LINDSEY HILSUM: The injured suffering from burns, broken limbs and shock, were taken to hospital in Mombasa. Some are reported to be seriously hurt. Meanwhile, casings from two SAM 7 surface-to-air missiles were found near Mombasa airport. Such missiles are commonly used in the civil wars in Somalia and Sudan, and this morning used to fire on the Israeli charter plane as it took off. The returning passengers were unaware of their near miss, until the pilot announced it an hour before landing, and they saw two Israeli F-15 fighters escorting them home. They landed safely. Relatives had been waiting anxiously at the airport in Tel Aviv since early morning, only too aware of how close to disaster the plane had come.
MAN: While taking off on the runway, we heard a boom, I saw, I was just behind the left wing, and I saw just like a flashlight of something.
RAFI MARIK, Charter Pilot: We saw two white stripes coming up from behind the airplane on the left side, and a bit above us. And passing us from behind to the front of the airplane and disappearing after a few seconds.
LINDSEY HILSUM: Technicians inspected the plane. Israelis have grown used to attacks at home from Palestinian extremists, but despite the claims from the previously unknown Army of Palestine based in Beirut, the government assume this is was the work of al-Qaida.
BENJAMIN NETANYAHU: It’s just a question of time before they’ll down civilian aircraft. And may I say, it always begins with Israel, it never ends with Israel. So this is not just our battle, it’s a common battle against this global terror network.
LINDSEY HILSUM: Osama bin Laden hasn’t previously attacked the Israelis. And the American government says it’s too early to assign blame. But in an audio message last month, bin Laden included Israel in his list of potential targets. And the Kenyans have few doubts.
JOHN SAWE, Kenyan Ambassador to Israel: There is no doubt in my mind that the al-Qaida is behind this attack, because we have no problem in our country. We have no domestic problem. We have no terrorism in our country.

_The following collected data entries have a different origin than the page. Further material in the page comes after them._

//! Client-facing WebSocket edge.
//!
//! One socket per (client, session).  The URL names the session; query
//! params carry the client's identity, capabilities and resume cursor:
//!
//! ```text
//! GET /ws/v1/sessions/{session_id}?clientId=...&lastSeq=42&extensionUi=true
//! ```
//!
//! Inbound text frames are client commands; outbound frames are either
//! relay frames (`connected`, `replay_*`, `sandbox_status`, `error`) or
//! journaled agent events as envelope event frames.  Command rejections go
//! only to the offending socket.

use crate::hub::{
    CLIENT_OUTBOUND_CAPACITY, ClientCapabilities, CloseCommand, NewClient, OutboundFrame,
};
use crate::hub_manager::HubManager;
use axum::extract::ws::{CloseFrame, Message, WebSocket, WebSocketUpgrade};
use axum::extract::{Path, Query, State};
use axum::response::IntoResponse;
use relay_protocol::{
    Envelope, ErrorBody, EventFrame, FrameDecode, HelloResponse, PROTOCOL_VERSION, RequestFrame,
    ResponseFrame, ServerCapabilities, ServerFrame, close_codes, methods,
};
use serde::Deserialize;
use std::sync::Arc;
use tokio::sync::{mpsc, oneshot};
use tracing::{debug, info, warn};

#[derive(Clone)]
pub struct WsState {
    pub manager: Arc<HubManager>,
}

#[derive(Debug, Deserialize)]
#[serde(rename_all = "camelCase")]
pub struct WsParams {
    #[serde(default)]
    pub client_id: Option<String>,
    #[serde(default)]
    pub last_seq: Option<u64>,
    #[serde(default)]
    pub extension_ui: Option<bool>,
    /// Set by the client that triggered session activation; used as a
    /// controller-election hint.
    #[serde(default)]
    pub activator: Option<bool>,
}

pub async fn ws_session_handler(
    ws: WebSocketUpgrade,
    State(state): State<WsState>,
    Path(session_id): Path<String>,
    Query(params): Query<WsParams>,
) -> impl IntoResponse {
    ws.on_upgrade(move |socket| handle_session_socket(socket, state, session_id, params))
}

async fn close_with(socket: &mut WebSocket, code: u16, reason: &str) {
    let _ = socket
        .send(Message::Close(Some(CloseFrame {
            code,
            reason: reason.to_owned().into(),
        })))
        .await;
}

async fn handle_session_socket(
    mut socket: WebSocket,
    state: WsState,
    session_id: String,
    params: WsParams,
) {
    let Some(client_id) = params.client_id.filter(|id| !id.is_empty()) else {
        close_with(&mut socket, close_codes::MISSING_CLIENT_ID, "clientId is required").await;
        return;
    };
    let last_seq = params.last_seq.unwrap_or(0);
    let capabilities = ClientCapabilities {
        extension_ui: params.extension_ui.unwrap_or(false),
    };

    let (outbound_tx, mut outbound_rx) = mpsc::channel::<OutboundFrame>(CLIENT_OUTBOUND_CAPACITY);
    let (kill_tx, mut kill_rx) = oneshot::channel::<CloseCommand>();

    let hub = state.manager.get_or_create(&session_id).await;
    let admitted = hub
        .add_client(
            NewClient {
                client_id: client_id.clone(),
                capabilities,
                outbound_tx,
                kill_tx,
            },
            last_seq,
        )
        .await;

    if let Err(e) = admitted {
        warn!(session_id = %session_id, client_id = %client_id, error = %e, "client rejected");
        close_with(&mut socket, e.close_code(), &e.to_string()).await;
        state.manager.schedule_remove_if_empty(&session_id);
        return;
    }
    if params.activator.unwrap_or(false) {
        hub.set_activator_client(&client_id).await;
    }
    info!(session_id = %session_id, client_id = %client_id, last_seq, "client connected");

    loop {
        tokio::select! {
            // The hub decided to terminate this client (slow consumer,
            // hub close): flush the final error frame, then close.
            cmd = &mut kill_rx => {
                if let Ok(cmd) = cmd {
                    if let Some(frame) = cmd.frame {
                        let _ = send_frame(&mut socket, OutboundFrame::Server(frame)).await;
                    }
                    close_with(&mut socket, cmd.code, &cmd.reason).await;
                } else {
                    close_with(&mut socket, close_codes::NORMAL, "closed").await;
                }
                break;
            }
            frame = outbound_rx.recv() => {
                match frame {
                    Some(frame) => {
                        if send_frame(&mut socket, frame).await.is_err() {
                            break;
                        }
                    }
                    None => break,
                }
            }
            msg = socket.recv() => {
                match msg {
                    Some(Ok(Message::Text(text))) => {
                        if handle_inbound_text(&mut socket, &hub, &client_id, &text)
                            .await
                            .is_err()
                        {
                            break;
                        }
                    }
                    Some(Ok(Message::Ping(data))) => {
                        let _ = socket.send(Message::Pong(data)).await;
                    }
                    Some(Ok(Message::Close(_))) | None => break,
                    Some(Ok(_)) => {}
                    Some(Err(e)) => {
                        debug!(client_id = %client_id, error = %e, "socket error");
                        break;
                    }
                }
            }
        }
    }

    hub.remove_client(&client_id).await;
    state.manager.schedule_remove_if_empty(&session_id);
    info!(session_id = %session_id, client_id = %client_id, "client disconnected");
}

/// Dispatch one inbound text frame.
///
/// The edge is bilingual: a frame is either a versioned request envelope
/// (`hello`, `session.attach`, `session.prompt`, ...) answered with a
/// response envelope, or a bare command object answered (on rejection
/// only) with an error frame.  Rejections go to this socket alone.
async fn handle_inbound_text(
    socket: &mut WebSocket,
    hub: &Arc<crate::hub::Hub>,
    client_id: &str,
    text: &str,
) -> Result<(), axum::Error> {
    match Envelope::decode(text) {
        FrameDecode::Envelope(Envelope::Request(request)) => {
            let response = handle_edge_request(hub, client_id, &request).await;
            let text = match serde_json::to_string(&Envelope::Response(response)) {
                Ok(text) => text,
                Err(e) => {
                    warn!(error = %e, "response encode failed");
                    return Ok(());
                }
            };
            socket.send(Message::Text(text.into())).await
        }
        FrameDecode::Envelope(_) | FrameDecode::UnknownKind(_) => {
            debug!(client_id, "ignoring non-request envelope from client");
            Ok(())
        }
        FrameDecode::Malformed(_) => {
            // The legacy flavour: a bare command object.
            if let Err(e) = hub.handle_client_command(client_id, text).await {
                debug!(client_id, error = %e, "command rejected");
                let reject = OutboundFrame::Server(ServerFrame::Error {
                    code: e.code().to_owned(),
                    message: e.to_string(),
                });
                return send_frame(socket, reject).await;
            }
            Ok(())
        }
    }
}

/// Answer one request envelope at the hub edge.
async fn handle_edge_request(
    hub: &Arc<crate::hub::Hub>,
    client_id: &str,
    request: &RequestFrame,
) -> ResponseFrame {
    let ok = ResponseFrame {
        v: PROTOCOL_VERSION,
        id: request.id.clone(),
        session_id: request.session_id.clone(),
        ok: true,
        result: None,
        error: None,
    };
    match request.method.as_str() {
        // Identity and attach are established by the socket itself; these
        // methods exist so envelope-speaking clients get an answer.
        methods::HELLO => ResponseFrame {
            result: serde_json::to_value(HelloResponse {
                connection_id: client_id.to_owned(),
                capabilities: ServerCapabilities {
                    resume: true,
                    replay_window_secs: u64::MAX,
                },
            })
            .ok(),
            ..ok
        },
        methods::SESSION_ATTACH => ok,
        _ => {
            let raw = match command_raw_from_request(request) {
                Some(raw) => raw,
                None => {
                    return ResponseFrame {
                        ok: false,
                        error: Some(ErrorBody {
                            code: Some(relay_protocol::error_codes::INTERNAL_ERROR.to_owned()),
                            message: format!("unsupported method '{}'", request.method),
                            details: None,
                        }),
                        ..ok
                    };
                }
            };
            match hub.handle_client_command(client_id, &raw).await {
                Ok(()) => ok,
                Err(e) => ResponseFrame {
                    ok: false,
                    error: Some(ErrorBody {
                        code: Some(e.code().to_owned()),
                        message: e.to_string(),
                        details: None,
                    }),
                    ..ok
                },
            }
        }
    }
}

/// Rebuild the bare command encoding from a request envelope: the params
/// object with the command `type` derived from the method name.
fn command_raw_from_request(request: &RequestFrame) -> Option<String> {
    let command_type = request
        .method
        .strip_prefix("session.")
        .unwrap_or(&request.method);
    let mut object = match request.params.clone() {
        Some(serde_json::Value::Object(map)) => map,
        None => serde_json::Map::new(),
        Some(_) => return None,
    };
    object
        .entry("type".to_owned())
        .or_insert_with(|| serde_json::Value::String(command_type.to_owned()));
    serde_json::to_string(&serde_json::Value::Object(object)).ok()
}

async fn send_frame(socket: &mut WebSocket, frame: OutboundFrame) -> Result<(), axum::Error> {
    let text = match frame {
        OutboundFrame::Server(server) => serde_json::to_string(&server),
        OutboundFrame::Event(event) => serde_json::to_string(&Envelope::Event(EventFrame {
            v: PROTOCOL_VERSION,
            ..event
        })),
    };
    match text {
        Ok(text) => socket.send(Message::Text(text.into())).await,
        Err(e) => {
            warn!(error = %e, "outbound frame encode failed");
            Ok(())
        }
    }
}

LINDSEY HILSUM: This is the second major terrorist attack in Kenya. In 1998 a vehicle loaded with explosives like the one at the hotel today was driven into the American embassy in the capital, Nairobi. Investigation showed the bombers were linked to al-Qaida. More than 200 people were killed. Most of them Kenyan. And in recent years, many Kenyan Muslims have been radicalized. Some resent the Israeli presence in Kenya. But other Kenyans and the government are horrified. Tourism had only just recovered after the 1998 attack, the economy remains depressed, and as in 1998, the majority of victims are Kenyans.